### SOURCE DATA
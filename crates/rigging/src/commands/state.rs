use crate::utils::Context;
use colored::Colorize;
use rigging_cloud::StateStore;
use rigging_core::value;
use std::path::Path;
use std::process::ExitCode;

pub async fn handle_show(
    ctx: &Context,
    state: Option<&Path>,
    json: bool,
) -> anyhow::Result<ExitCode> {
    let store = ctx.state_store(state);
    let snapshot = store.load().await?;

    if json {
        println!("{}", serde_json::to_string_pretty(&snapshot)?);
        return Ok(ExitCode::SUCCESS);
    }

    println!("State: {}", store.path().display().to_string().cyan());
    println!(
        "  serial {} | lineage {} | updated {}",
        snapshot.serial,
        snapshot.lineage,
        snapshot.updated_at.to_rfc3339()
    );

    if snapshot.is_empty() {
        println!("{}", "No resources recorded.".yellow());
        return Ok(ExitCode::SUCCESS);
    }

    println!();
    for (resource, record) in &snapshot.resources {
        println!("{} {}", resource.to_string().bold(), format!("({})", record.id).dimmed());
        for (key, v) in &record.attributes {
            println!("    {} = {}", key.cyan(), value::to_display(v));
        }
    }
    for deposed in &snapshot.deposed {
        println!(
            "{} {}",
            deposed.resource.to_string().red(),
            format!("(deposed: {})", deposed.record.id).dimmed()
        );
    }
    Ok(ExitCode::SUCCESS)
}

### THE TASK
Please restate word for word only the lines from the one with "pub async fn" through the final line of the listing above, both of them included.

### EXERCISE SOLUTION
pub async fn handle_show(
    ctx: &Context,
    state: Option<&Path>,
    json: bool,
) -> anyhow::Result<ExitCode> {
    let store = ctx.state_store(state);
    let snapshot = store.load().await?;

    if json {
        println!("{}", serde_json::to_string_pretty(&snapshot)?);
        return Ok(ExitCode::SUCCESS);
    }

    println!("State: {}", store.path().display().to_string().cyan());
    println!(
        "  serial {} | lineage {} | updated {}",
        snapshot.serial,
        snapshot.lineage,
        snapshot.updated_at.to_rfc3339()
    );

    if snapshot.is_empty() {
        println!("{}", "No resources recorded.".yellow());
        return Ok(ExitCode::SUCCESS);
    }

    println!();
    for (resource, record) in &snapshot.resources {
        println!("{} {}", resource.to_string().bold(), format!("({})", record.id).dimmed());
        for (key, v) in &record.attributes {
            println!("    {} = {}", key.cyan(), value::to_display(v));
        }
    }
    for deposed in &snapshot.deposed {
        println!(
            "{} {}",
            deposed.resource.to_string().red(),
            format!("(deposed: {})", deposed.record.id).dimmed()
        );
    }
    Ok(ExitCode::SUCCESS)
}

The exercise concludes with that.